Conservatives want to cut taxes to force liberals to cut spending. Liberals want to increase spending to force the conservatives to increase taxes. But voters don't like increased taxes (on themselves) or decreased spending. So we end up with the worst of both worlds--higher spending without the tax revenue to afford it. Then we get to watch each side win the war of opinion on cable news. They throw each other under the bus, eventually come to a deal, and both sides claim victory. Rinse. Repeat.
> Conservatives want to cut taxes to force liberals to cut spending. Liberals want to increase spending to force the conservatives to increase taxes.

This is straight propaganda. Both parties increase spending. One party cuts taxes for the rich, the other increases taxes on the rich.

Conservatives haven't been "small government" and haven't cut taxes for folks other than the rich in a long, long time. Even calling them "small government" is a misnomer, because that propaganda is about privatization, not reducing costs (private services are less efficient and more costly than the government service they replace!)

Let's stop calling the problem "both-sides". One side is considerably worse for the economy, and you and I know it's the conservatives.

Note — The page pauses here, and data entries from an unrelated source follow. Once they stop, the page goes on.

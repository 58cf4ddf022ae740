//! Logging infrastructure using `tracing` and `tracing-subscriber`.
//!
//! # Log Levels
//!
//! - `error`: fatal errors (invalid options, unwritable output)
//! - `warn`: non-fatal issues
//! - `info`: pipeline stage progress, summary counts
//! - `debug`: per-table and per-event details
//! - `trace`: per-respondent details
//!
//! Generated names and contacts look like personal data, so they are only
//! logged verbatim when `--log-data` is given; see [`redact_value`].

use std::fs::OpenOptions;
use std::io::{self, Write};
use std::path::PathBuf;
use std::sync::atomic::{AtomicBool, Ordering};
use std::sync::{Arc, Mutex};
use tracing::level_filters::LevelFilter;
use tracing_subscriber::{
    EnvFilter,
    fmt::{self, MakeWriter},
    layer::SubscriberExt,
    util::SubscriberInitExt,
};

static LOG_DATA_ENABLED: AtomicBool = AtomicBool::new(false);

/// Placeholder used when row-level logging is disabled.
pub const REDACTED_VALUE: &str = "[REDACTED]";

/// Crates whose logs follow the configured level; everything else stays at warn.
const WORKSPACE_TARGETS: [&str; 5] = [
    "sampling_cli",
    "sampling_common",
    "sampling_generate",
    "sampling_model",
    "sampling_output",
];

/// Returns true if row-level logging is explicitly enabled.
pub fn log_data_enabled() -> bool {
    LOG_DATA_ENABLED.load(Ordering::Relaxed)
}

/// Returns the input value when data logging is enabled, otherwise a redacted token.
pub fn redact_value(value: &str) -> &str {
    if log_data_enabled() {
        value
    } else {
        REDACTED_VALUE
    }
}

/// Configuration for logging behavior.
#[derive(Debug, Clone)]
pub struct LogConfig {
    /// Level filter for workspace crates.
    pub level_filter: LevelFilter,
    /// Let `RUST_LOG` replace the configured level when set.
    pub use_env_filter: bool,
    /// Whether to include timestamps in log output.
    pub with_timestamps: bool,
    /// Whether to include target (module path) in log output.
    pub with_target: bool,
    /// Whether to include span close events in JSON output.
    pub with_spans: bool,
    /// Whether to use ANSI colors in output.
    pub with_ansi: bool,
    pub format: LogFormat,
    /// Optional log file path. When set, logs are written to the file.
    pub log_file: Option<PathBuf>,
    /// Whether generated names and contacts may be logged.
    pub log_data: bool,
}

/// Log output format.
#[derive(Debug, Clone, Copy, Default, PartialEq, Eq)]
pub enum LogFormat {
    /// Human-readable pretty format with colors.
    #[default]
    Pretty,
    /// Compact single-line format.
    Compact,
    /// JSON format for machine parsing.
    Json,
}

impl Default for LogConfig {
    fn default() -> Self {
        Self {
            level_filter: LevelFilter::INFO,
            use_env_filter: true,
            with_timestamps: false,
            with_target: false,
            with_spans: true,
            with_ansi: true,
            format: LogFormat::default(),
            log_file: None,
            log_data: false,
        }
    }
}

impl LogConfig {
    /// Set the level filter directly.
    #[must_use]
    pub fn with_level_filter(mut self, level_filter: LevelFilter) -> Self {
        self.level_filter = level_filter;
        self
    }

    /// Set output format.
    #[must_use]
    pub fn with_format(mut self, format: LogFormat) -> Self {
        self.format = format;
        self
    }

    /// Set the log file path (writes to stderr when None).
    #[must_use]
    pub fn with_log_file(mut self, path: Option<PathBuf>) -> Self {
        self.log_file = path;
        self
    }

    /// Enable or disable logging of generated personal values.
    #[must_use]
    pub fn with_log_data(mut self, enable: bool) -> Self {
        self.log_data = enable;
        self
    }
}

/// Initialize the global tracing subscriber with the given configuration.
///
/// This should be called once at application startup.
///
/// # Errors
///
/// Returns an error if the log file cannot be opened.
///
/// # Panics
///
/// Panics if called more than once.
pub fn init_logging(config: &LogConfig) -> io::Result<()> {
    if let Some(path) = &config.log_file {
        let file = OpenOptions::new().create(true).append(true).open(path)?;
        init_logging_with_writer(config, SharedFileWriter::new(file));
    } else {
        init_logging_with_writer(config, io::stderr);
    }
    Ok(())
}

/// Initialize logging with a custom writer (useful for testing).
pub fn init_logging_with_writer<W>(config: &LogConfig, writer: W)
where
    W: for<'writer> MakeWriter<'writer> + Send + Sync + 'static,
{
    LOG_DATA_ENABLED.store(config.log_data, Ordering::Release);
    let filter = build_env_filter(config.level_filter, config.use_env_filter);

    match config.format {
        LogFormat::Json => {
            let layer = fmt::layer()
                .json()
                .with_writer(writer)
                .with_target(config.with_target)
                .with_span_events(if config.with_spans {
                    fmt::format::FmtSpan::CLOSE
                } else {
                    fmt::format::FmtSpan::NONE
                });

            tracing_subscriber::registry()
                .with(filter)
                .with(layer)
                .init();
        }
        LogFormat::Compact => {
            let layer = fmt::layer()
                .compact()
                .with_writer(writer)
                .with_ansi(config.with_ansi)
                .with_target(config.with_target);

            if config.with_timestamps {
                tracing_subscriber::registry()
                    .with(filter)
                    .with(layer)
                    .init();
            } else {
                tracing_subscriber::registry()
                    .with(filter)
                    .with(layer.without_time())
                    .init();
            }
        }
        LogFormat::Pretty => {
            let layer = fmt::layer()
                .with_writer(writer)
                .with_ansi(config.with_ansi)
                .with_target(config.with_target);

            if config.with_timestamps {
                tracing_subscriber::registry()
                    .with(filter)
                    .with(layer)
                    .init();
            } else {
                tracing_subscriber::registry()
                    .with(filter)
                    .with(layer.without_time())
                    .init();
            }
        }
    }
}

#[derive(Clone)]
struct SharedFileWriter {
    file: Arc<Mutex<std::fs::File>>,
}

impl SharedFileWriter {
    fn new(file: std::fs::File) -> Self {
        Self {
            file: Arc::new(Mutex::new(file)),
        }
    }
}

struct SharedFileGuard {
    file: Arc<Mutex<std::fs::File>>,
}

impl Write for SharedFileGuard {
    fn write(&mut self, buf: &[u8]) -> io::Result<usize> {
        let mut guard = self
            .file
            .lock()
            .map_err(|_| io::Error::other("log file lock poisoned"))?;
        guard.write(buf)
    }

    fn flush(&mut self) -> io::Result<()> {
        let mut guard = self
            .file
            .lock()
            .map_err(|_| io::Error::other("log file lock poisoned"))?;
        guard.flush()
    }
}

impl<'a> MakeWriter<'a> for SharedFileWriter {
    type Writer = SharedFileGuard;

    fn make_writer(&'a self) -> Self::Writer {
        SharedFileGuard {
            file: Arc::clone(&self.file),
        }
    }
}

/// Build an `EnvFilter` for the workspace crates.
///
/// `RUST_LOG` wins only when `use_env` is set, so explicit CLI flags are never
/// silently overridden.
pub fn build_env_filter(level_filter: LevelFilter, use_env: bool) -> EnvFilter {
    if use_env && let Ok(filter) = EnvFilter::try_from_default_env() {
        return filter;
    }
    EnvFilter::new(default_directives(level_filter))
}

fn default_directives(level_filter: LevelFilter) -> String {
    let level = level_filter.to_string().to_lowercase();
    let mut directives = vec!["warn".to_string()];
    directives.extend(
        WORKSPACE_TARGETS
            .iter()
            .map(|target| format!("{target}={level}")),
    );
    directives.join(",")
}

#[cfg(test)]
mod tests {
    use super::*;

    #[test]
    fn directives_cover_workspace_crates() {
        let directives = default_directives(LevelFilter::DEBUG);
        assert!(directives.starts_with("warn,"));
        assert!(directives.contains("sampling_generate=debug"));
        assert!(directives.contains("sampling_output=debug"));
    }

    #[test]
    fn off_filter_is_accepted() {
        assert!(default_directives(LevelFilter::OFF).contains("sampling_cli=off"));
    }

    #[test]
    fn redaction_is_default() {
        assert!(!log_data_enabled());
        assert_eq!(redact_value("Ama Mensah"), REDACTED_VALUE);
    }
}
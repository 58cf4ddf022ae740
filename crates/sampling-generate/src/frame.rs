//! Table frames for export.
//!
//! A [`TableFrame`] wraps a Polars DataFrame with the sheet it belongs to and,
//! for the sampling type table, the column that serves as its row index.
//! Column names match the exported spreadsheet headers.

use std::fmt;

use chrono::NaiveDate;
use polars::prelude::{Column, DataFrame, IntoColumn, NamedFrom, PolarsResult, Series};

use sampling_model::{Area, Promoter, Respondent, SamplingEvent, SamplingType};

/// Sheets of the exported workbook.
#[derive(Debug, Clone, Copy, PartialEq, Eq, Hash)]
pub enum SheetKind {
    Area,
    Promoter,
    SamplingFact,
    Respondents,
    SamplingType,
}

impl SheetKind {
    /// All sheets in export order.
    pub const ALL: [SheetKind; 5] = [
        SheetKind::Area,
        SheetKind::Promoter,
        SheetKind::SamplingFact,
        SheetKind::Respondents,
        SheetKind::SamplingType,
    ];

    pub fn sheet_name(self) -> &'static str {
        match self {
            SheetKind::Area => "Area",
            SheetKind::Promoter => "Promoter",
            SheetKind::SamplingFact => "SamplingFact",
            SheetKind::Respondents => "Respondents",
            SheetKind::SamplingType => "SamplingType",
        }
    }
}

impl fmt::Display for SheetKind {
    fn fmt(&self, f: &mut fmt::Formatter<'_>) -> fmt::Result {
        f.write_str(self.sheet_name())
    }
}

/// A generated table ready for export.
#[derive(Debug, Clone)]
pub struct TableFrame {
    pub sheet: SheetKind,
    pub data: DataFrame,
    /// Column exported as the unnamed leading index, if any.
    pub index_column: Option<String>,
}

impl TableFrame {
    pub fn new(sheet: SheetKind, data: DataFrame) -> Self {
        Self {
            sheet,
            data,
            index_column: None,
        }
    }

    pub fn with_index_column(mut self, name: impl Into<String>) -> Self {
        self.index_column = Some(name.into());
        self
    }

    /// Returns the number of records in the frame.
    pub fn record_count(&self) -> usize {
        self.data.height()
    }
}

/// Column holding the sampling type codes; exported as the row index.
pub const SAMPLING_TYPE_INDEX: &str = "code";

pub fn area_frame(areas: &[Area]) -> PolarsResult<TableFrame> {
    let data = DataFrame::new(vec![
        text_column("areaID", areas.iter().map(|a| a.area_id.as_str())),
        text_column("AreaName", areas.iter().map(|a| a.name.as_str())),
        text_column("region", areas.iter().map(|a| a.region.as_str())),
        text_column("district", areas.iter().map(|a| a.district.as_str())),
    ])?;
    Ok(TableFrame::new(SheetKind::Area, data))
}

pub fn promoter_frame(promoters: &[Promoter]) -> PolarsResult<TableFrame> {
    let data = DataFrame::new(vec![
        text_column("promoterID", promoters.iter().map(|p| p.promoter_id.as_str())),
        text_column("name", promoters.iter().map(|p| p.name.as_str())),
        text_column("contact", promoters.iter().map(|p| p.contact.as_str())),
    ])?;
    Ok(TableFrame::new(SheetKind::Promoter, data))
}

pub fn sampling_type_frame(types: &[SamplingType]) -> PolarsResult<TableFrame> {
    let data = DataFrame::new(vec![
        text_column(SAMPLING_TYPE_INDEX, types.iter().map(|t| t.code.as_str())),
        text_column("SamplingType", types.iter().map(SamplingType::label)),
    ])?;
    Ok(TableFrame::new(SheetKind::SamplingType, data).with_index_column(SAMPLING_TYPE_INDEX))
}

pub fn sampling_fact_frame(events: &[SamplingEvent]) -> PolarsResult<TableFrame> {
    let institution: Vec<Option<&str>> = events.iter().map(|e| e.kind.institution_type()).collect();
    let passengers: Vec<Option<i64>> = events
        .iter()
        .map(|e| e.kind.passengers().map(i64::from))
        .collect();
    let targets: Vec<i64> = events.iter().map(|e| i64::from(e.target)).collect();

    let data = DataFrame::new(vec![
        text_column("samplingID", events.iter().map(|e| e.sampling_id.as_str())),
        text_column("areaID", events.iter().map(|e| e.area_id.as_str())),
        text_column("promoterID", events.iter().map(|e| e.promoter_id.as_str())),
        text_column("samplingType", events.iter().map(|e| e.sampling_type.as_str())),
        Column::new("institutionType".into(), institution),
        Column::new("target".into(), targets),
        Column::new("passengers".into(), passengers),
        text_column("toothpasteBrand", events.iter().map(|e| e.brand.as_str())),
        date_column("startDate", events.iter().map(|e| e.start_date)),
        date_column("endDate", events.iter().map(|e| e.end_date)),
    ])?;
    Ok(TableFrame::new(SheetKind::SamplingFact, data))
}

pub fn respondent_frame(respondents: &[Respondent]) -> PolarsResult<TableFrame> {
    let data = DataFrame::new(vec![
        text_column("respondentID", respondents.iter().map(|r| r.respondent_id.as_str())),
        text_column("samplingID", respondents.iter().map(|r| r.sampling_id.as_str())),
        text_column("fullName", respondents.iter().map(|r| r.full_name.as_str())),
        text_column("ageRange", respondents.iter().map(|r| r.age_range.as_str())),
        text_column("contact", respondents.iter().map(|r| r.contact.as_str())),
        text_column("toothpasteBrand", respondents.iter().map(|r| r.current_brand.as_str())),
        text_column("preferredBrand", respondents.iter().map(|r| r.preferred_brand.as_str())),
        text_column("areaID", respondents.iter().map(|r| r.area_id.as_str())),
        text_column("residenceArea", respondents.iter().map(|r| r.residence_area.as_str())),
        text_column("reason", respondents.iter().map(|r| r.reason.as_str())),
        text_column("optInOtherProducts", respondents.iter().map(|r| r.opt_in.label())),
        date_column("dateOfSubmission", respondents.iter().map(|r| r.submitted_on)),
    ])?;
    Ok(TableFrame::new(SheetKind::Respondents, data))
}

fn text_column<'a>(name: &str, values: impl Iterator<Item = &'a str>) -> Column {
    let values: Vec<&str> = values.collect();
    Column::new(name.into(), values)
}

fn date_column(name: &str, values: impl Iterator<Item = NaiveDate>) -> Column {
    let values: Vec<NaiveDate> = values.collect();
    Series::new(name.into(), values).into_column()
}
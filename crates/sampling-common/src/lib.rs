//! Shared utilities for the market sampling crates.
//!
//! This crate converts Polars `AnyValue` cells for the spreadsheet export.

pub mod values;

pub use values::{CellValue, any_to_cell};
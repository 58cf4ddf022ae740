//! Tests for the export frames.

use chrono::NaiveDate;
use polars::prelude::DataFrame;
use sampling_common::{CellValue, any_to_cell};
use sampling_generate::frame::SAMPLING_TYPE_INDEX;
use sampling_generate::{SheetKind, TableFrame, generate_dataset};
use sampling_model::{GenerationOptions, LookupRegistry};

fn frames() -> Vec<TableFrame> {
    let options = GenerationOptions::default()
        .with_reference_date(NaiveDate::from_ymd_opt(2026, 10, 18).unwrap());
    generate_dataset(&LookupRegistry::standard(), &options)
        .expect("generate")
        .frames()
        .expect("frames")
}

fn column_names(df: &DataFrame) -> Vec<String> {
    df.get_column_names()
        .iter()
        .map(|name| name.to_string())
        .collect()
}

fn cell_value(df: &DataFrame, column: &str, row: usize) -> CellValue {
    any_to_cell(df.column(column).expect("column").get(row).expect("row"))
}

fn cell(df: &DataFrame, column: &str, row: usize) -> String {
    match cell_value(df, column, row) {
        CellValue::Blank => String::new(),
        CellValue::Text(text) => text,
        other => panic!("{column}[{row}] is not text: {other:?}"),
    }
}

fn date_cell(df: &DataFrame, column: &str, row: usize) -> NaiveDate {
    match cell_value(df, column, row) {
        CellValue::Date(date) => date,
        other => panic!("{column}[{row}] is not a date: {other:?}"),
    }
}

#[test]
fn frames_are_in_sheet_order() {
    let sheets: Vec<SheetKind> = frames().iter().map(|f| f.sheet).collect();
    assert_eq!(sheets, SheetKind::ALL);
}

#[test]
fn only_sampling_type_has_index_column() {
    for frame in frames() {
        if frame.sheet == SheetKind::SamplingType {
            assert_eq!(frame.index_column.as_deref(), Some(SAMPLING_TYPE_INDEX));
        } else {
            assert!(frame.index_column.is_none(), "{} has an index", frame.sheet);
        }
    }
}

#[test]
fn area_frame_columns_and_values() {
    let frames = frames();
    let area = &frames[0].data;
    assert_eq!(column_names(area), ["areaID", "AreaName", "region", "district"]);
    assert_eq!(area.height(), 18);
    assert_eq!(cell(area, "areaID", 0), "A 1001");
    assert_eq!(cell(area, "AreaName", 2), "Ablekuma Area 1");
}

#[test]
fn sampling_fact_optional_columns_are_null_outside_their_category() {
    let frames = frames();
    let facts = &frames[2].data;
    assert_eq!(
        column_names(facts),
        [
            "samplingID",
            "areaID",
            "promoterID",
            "samplingType",
            "institutionType",
            "target",
            "passengers",
            "toothpasteBrand",
            "startDate",
            "endDate"
        ]
    );
    for row in 0..facts.height() {
        let code = cell(facts, "samplingType", row);
        let institution = cell(facts, "institutionType", row);
        let passengers = cell_value(facts, "passengers", row);
        assert_eq!(!institution.is_empty(), code == "ST5");
        assert_eq!(passengers != CellValue::Blank, code == "ST2");

        match cell_value(facts, "target", row) {
            CellValue::Number(target) => assert!((100.0..200.0).contains(&target)),
            other => panic!("target[{row}] is not a number: {other:?}"),
        }

        let start = date_cell(facts, "startDate", row);
        let end = date_cell(facts, "endDate", row);
        assert_eq!((end - start).num_days(), 30);
    }
}

#[test]
fn respondent_frame_columns() {
    let frames = frames();
    let respondents = &frames[3].data;
    assert_eq!(
        column_names(respondents),
        [
            "respondentID",
            "samplingID",
            "fullName",
            "ageRange",
            "contact",
            "toothpasteBrand",
            "preferredBrand",
            "areaID",
            "residenceArea",
            "reason",
            "optInOtherProducts",
            "dateOfSubmission"
        ]
    );
    assert_eq!(cell(respondents, "respondentID", 0), "R1000");
    let opt_in = cell(respondents, "optInOtherProducts", 0);
    assert!(opt_in == "Yes" || opt_in == "No");
    let submitted = date_cell(respondents, "dateOfSubmission", 0);
    assert!(submitted <= NaiveDate::from_ymd_opt(2026, 11, 17).unwrap());
}

#[test]
fn sampling_type_frame_values() {
    let frames = frames();
    let types = &frames[4].data;
    assert_eq!(column_names(types), [SAMPLING_TYPE_INDEX, "SamplingType"]);
    assert_eq!(cell(types, SAMPLING_TYPE_INDEX, 1), "ST2");
    assert_eq!(cell(types, "SamplingType", 1), "Traffic");
    assert_eq!(cell(types, "SamplingType", 3), "Third Space");
}
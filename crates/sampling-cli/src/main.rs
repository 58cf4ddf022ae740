//! Market Sampling Dummy Data Generator CLI.

use clap::{ColorChoice, Parser};
use sampling_cli::logging::{LogConfig, LogFormat, init_logging};
use std::io::{self, IsTerminal};
use tracing::level_filters::LevelFilter;

mod cli;
mod commands;
mod summary;

use crate::cli::{Cli, Command, LogFormatArg, LogLevelArg};
use crate::commands::{run_generate, run_lookups};
use crate::summary::print_summary;

fn main() {
    let cli = Cli::parse();
    cli.color.write_global();
    let log_config = log_config_from_cli(&cli);
    if let Err(error) = init_logging(&log_config) {
        eprintln!("error: failed to initialize logging: {error}");
        std::process::exit(1);
    }
    let exit_code = match cli.command {
        Command::Generate(args) => match run_generate(&args) {
            Ok(result) => {
                print_summary(&result);
                0
            }
            Err(error) => {
                eprintln!("error: {error:#}");
                1
            }
        },
        Command::Lookups => match run_lookups() {
            Ok(()) => 0,
            Err(error) => {
                eprintln!("error: {error:#}");
                1
            }
        },
    };
    std::process::exit(exit_code);
}

/// Build logging configuration from CLI flags with consistent precedence.
fn log_config_from_cli(cli: &Cli) -> LogConfig {
    let mut config = LogConfig {
        level_filter: cli.verbosity.tracing_level_filter(),
        ..LogConfig::default()
    };
    config.use_env_filter = !(cli.verbosity.is_present() || cli.log_level.is_some());
    if let Some(level) = cli.log_level {
        config.level_filter = match level {
            LogLevelArg::Error => LevelFilter::ERROR,
            LogLevelArg::Warn => LevelFilter::WARN,
            LogLevelArg::Info => LevelFilter::INFO,
            LogLevelArg::Debug => LevelFilter::DEBUG,
            LogLevelArg::Trace => LevelFilter::TRACE,
        };
    }
    config.format = match cli.log_format {
        LogFormatArg::Pretty => LogFormat::Pretty,
        LogFormatArg::Compact => LogFormat::Compact,
        LogFormatArg::Json => LogFormat::Json,
    };
    config.log_file = cli.log_file.clone();
    config.log_data = cli.log_data;
    config.with_ansi = match cli.color.color {
        ColorChoice::Always => true,
        ColorChoice::Never => false,
        ColorChoice::Auto => cli.log_file.is_none() && io::stderr().is_terminal(),
    };
    config
}
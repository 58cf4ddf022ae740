//! Generated record types.
//!
//! Records are plain immutable values. Foreign keys are stored as the
//! referenced record's identifier string, matching the exported sheets.

use chrono::NaiveDate;
use serde::{Deserialize, Serialize};

use crate::lookup::SamplingCategory;

#[derive(Debug, Clone, PartialEq, Eq, Serialize, Deserialize)]
pub struct Area {
    pub area_id: String,
    pub name: String,
    pub region: String,
    pub district: String,
}

#[derive(Debug, Clone, PartialEq, Eq, Serialize, Deserialize)]
pub struct Promoter {
    pub promoter_id: String,
    pub name: String,
    pub contact: String,
}

/// One row of the sampling type table (`ST1`..`STk`).
#[derive(Debug, Clone, PartialEq, Eq, Serialize, Deserialize)]
pub struct SamplingType {
    pub code: String,
    pub category: SamplingCategory,
}

impl SamplingType {
    pub fn label(&self) -> &'static str {
        self.category.label()
    }
}

/// Category-specific payload of a sampling event.
///
/// Only institutional events name an institution type and only traffic
/// events count passengers; every other category carries no extra data.
#[derive(Debug, Clone, PartialEq, Eq, Serialize, Deserialize)]
pub enum SamplingKind {
    /// Open market, trade or third space sampling.
    Standard(SamplingCategory),
    Traffic { passengers: u32 },
    Institutional { institution_type: String },
}

impl SamplingKind {
    pub fn category(&self) -> SamplingCategory {
        match self {
            SamplingKind::Standard(category) => *category,
            SamplingKind::Traffic { .. } => SamplingCategory::Traffic,
            SamplingKind::Institutional { .. } => SamplingCategory::Institutional,
        }
    }

    pub fn institution_type(&self) -> Option<&str> {
        match self {
            SamplingKind::Institutional { institution_type } => Some(institution_type.as_str()),
            _ => None,
        }
    }

    pub fn passengers(&self) -> Option<u32> {
        match self {
            SamplingKind::Traffic { passengers } => Some(*passengers),
            _ => None,
        }
    }
}

/// A sampling campaign run by one promoter in one area.
#[derive(Debug, Clone, PartialEq, Eq, Serialize, Deserialize)]
pub struct SamplingEvent {
    pub sampling_id: String,
    pub area_id: String,
    pub promoter_id: String,
    /// Code of the sampling type row (`ST{n}`).
    pub sampling_type: String,
    pub kind: SamplingKind,
    pub target: u32,
    pub brand: String,
    pub start_date: NaiveDate,
    pub end_date: NaiveDate,
}

impl SamplingEvent {
    /// Returns true if `date` falls inside the campaign window, inclusive.
    pub fn covers(&self, date: NaiveDate) -> bool {
        self.start_date <= date && date <= self.end_date
    }
}

#[derive(Debug, Clone, Copy, PartialEq, Eq, Serialize, Deserialize)]
pub enum OptIn {
    Yes,
    No,
}

impl OptIn {
    pub fn label(self) -> &'static str {
        match self {
            OptIn::Yes => "Yes",
            OptIn::No => "No",
        }
    }
}

/// A participant in a sampling event.
#[derive(Debug, Clone, PartialEq, Eq, Serialize, Deserialize)]
pub struct Respondent {
    pub respondent_id: String,
    pub sampling_id: String,
    pub full_name: String,
    pub age_range: String,
    pub contact: String,
    /// Brand distributed at the event.
    pub current_brand: String,
    pub preferred_brand: String,
    /// Area of the event, not of the respondent.
    pub area_id: String,
    /// Name of the area the respondent lives in.
    pub residence_area: String,
    pub reason: String,
    pub opt_in: OptIn,
    pub submitted_on: NaiveDate,
}
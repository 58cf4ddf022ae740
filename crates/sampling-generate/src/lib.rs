//! Dummy data generation for market sampling campaigns.
//!
//! Every generator is a pure function of its inputs and an explicit
//! [`SampleSource`]. Running [`generate_dataset`] twice with the same options
//! yields identical tables.

pub mod area;
pub mod frame;
pub mod pipeline;
pub mod promoter;
pub mod respondent;
pub mod sampling;
pub mod sampling_type;
pub mod source;

pub use area::generate_areas;
pub use frame::{SheetKind, TableFrame};
pub use pipeline::{SamplingDataset, generate_dataset};
pub use promoter::generate_promoters;
pub use respondent::generate_respondents;
pub use sampling::generate_sampling_events;
pub use sampling_type::sampling_type_table;
pub use source::SampleSource;
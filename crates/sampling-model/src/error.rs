use thiserror::Error;

#[derive(Debug, Error)]
pub enum GenerateError {
    /// A lookup list that must be sampled from has no entries.
    #[error("cannot sample from empty lookup `{name}`")]
    EmptyLookup { name: &'static str },

    /// A configured half-open or inclusive range contains no values.
    #[error("invalid range for {name}: {min}..{max}")]
    InvalidRange {
        name: &'static str,
        min: i64,
        max: i64,
    },

    /// The respondent batch range `[min, target]` of an event is empty.
    #[error("sampling {sampling_id}: respondent batch range {min}..={target} is empty")]
    InvalidBatchRange {
        sampling_id: String,
        min: u32,
        target: u32,
    },

    /// Sequential identifiers ran past `u32::MAX`.
    #[error("{name} identifiers starting at {start} overflow")]
    IdOverflow { name: &'static str, start: u32 },

    #[error("date out of range: {0}")]
    DateOutOfRange(String),

    #[error("integrity violation: {0}")]
    Integrity(String),
}

pub type Result<T> = std::result::Result<T, GenerateError>;
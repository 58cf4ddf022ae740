//! CLI library components for the market sampling data generator.

pub mod logging;
pub mod pipeline;
pub mod types;
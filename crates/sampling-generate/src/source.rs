//! Seeded source of random draws and fake identities.

use chrono::{Days, NaiveDate};
use fake::Fake;
use fake::faker::name::en::Name;
use fake::faker::phone_number::en::PhoneNumber;
use rand::rngs::StdRng;
use rand::seq::SliceRandom;
use rand::{Rng, SeedableRng};

use sampling_model::{GenerateError, Result};

/// The single random stream shared by all generators.
///
/// Draw order is part of the output: the same seed and the same sequence of
/// calls always produce the same values.
#[derive(Debug, Clone)]
pub struct SampleSource {
    rng: StdRng,
}

impl SampleSource {
    pub fn seeded(seed: u64) -> Self {
        Self {
            rng: StdRng::seed_from_u64(seed),
        }
    }

    /// Picks one item uniformly. `name` identifies the lookup in errors.
    pub fn choose<'a, T>(&mut self, name: &'static str, items: &'a [T]) -> Result<&'a T> {
        items
            .choose(&mut self.rng)
            .ok_or(GenerateError::EmptyLookup { name })
    }

    /// Draws from the half-open range `[min, max)`.
    pub fn range(&mut self, name: &'static str, min: u32, max: u32) -> Result<u32> {
        if min >= max {
            return Err(GenerateError::InvalidRange {
                name,
                min: i64::from(min),
                max: i64::from(max),
            });
        }
        Ok(self.rng.gen_range(min..max))
    }

    /// Draws from the inclusive range `[min, max]`.
    pub fn range_inclusive(&mut self, name: &'static str, min: u32, max: u32) -> Result<u32> {
        if min > max {
            return Err(GenerateError::InvalidRange {
                name,
                min: i64::from(min),
                max: i64::from(max),
            });
        }
        Ok(self.rng.gen_range(min..=max))
    }

    /// Draws a day uniformly from `[start, end]`.
    pub fn date_between(&mut self, start: NaiveDate, end: NaiveDate) -> Result<NaiveDate> {
        let span = (end - start).num_days();
        if span < 0 {
            return Err(GenerateError::DateOutOfRange(format!(
                "{start} is after {end}"
            )));
        }
        let offset = self.rng.gen_range(0..=span.unsigned_abs());
        start
            .checked_add_days(Days::new(offset))
            .ok_or_else(|| GenerateError::DateOutOfRange(format!("{start} + {offset} days")))
    }

    pub fn coin(&mut self) -> bool {
        self.rng.gen_bool(0.5)
    }

    pub fn full_name(&mut self) -> String {
        Name().fake_with_rng(&mut self.rng)
    }

    pub fn phone_number(&mut self) -> String {
        PhoneNumber().fake_with_rng(&mut self.rng)
    }
}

The underlying belief of both is that America is exceptional thus will magically be saved from debt.

Now America is exceptional for many reasons, but if we don't fix our debt we will meet the same unexceptional fate as many empires before us.

And the eastern aligned nations are buying gold like there is no tomorrow

Think the dollar may soon find itself as not only game in town for trade sooner than initially thought

Well I agree than Gold will have the ultimate endurance but for now the Dollar is backed by US Military. As long as the Military is Strong the US economy is guaranteed to at least be better than the median of developed nations there has not been real economic reasons for war yet but as soon as there is the economic reasons become politicized and that will serve as a pretext for taking the resources.